The sacrifice must be for some unknown deity, babe
I just can't get hard for reality
At least not mine
Your love chariot is like
An immortal bleeding beast and peerless
Can't seem to motivate my heart to function
This age is a b**h that burns our dreams, so mercilessly
We can only turn away
I wonder can I produce enough heat
To keep our experiment alive
I turned you off, cause I couldn't cope seeing the Disappointment in your eyes
Do it!
Oh Nina, how can I defend myself against this world
That batters me like a retarding cartoon?
It's too sick for salvation, but that word is just a joke
Oh Nina, my mood system is chaos
I'm desperate for something, but there's no human word for it
I should be happy, but
What I feel is corrupted, broken, impotent, and insane
Oh Nina, I've become so hateful
How am I ever going to survive this winter?

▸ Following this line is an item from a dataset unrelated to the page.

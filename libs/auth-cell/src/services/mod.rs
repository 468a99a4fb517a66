pub mod login;

pub use login::{AuthError, AuthService};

I can think of nothing but getting my revenge
Make those f**ers pay, but it's not gonna happen and
It's eating a hole in me
Eating a hole in me
It's eating a hole
Eating a hole
Eating a hole in me
In our hive conceit, each suffering repeat
Hostile concession too foul to mention
I've inherited spiritual sanctions for some old ancestral crime
It was committed long ago, but the punishment's absolved all down the family line
Everyone's so unstable, on my mother's side
And emotionally barren, on my father's side
But tell me how can I attempt to atone for somebody else's Wilful ignorance?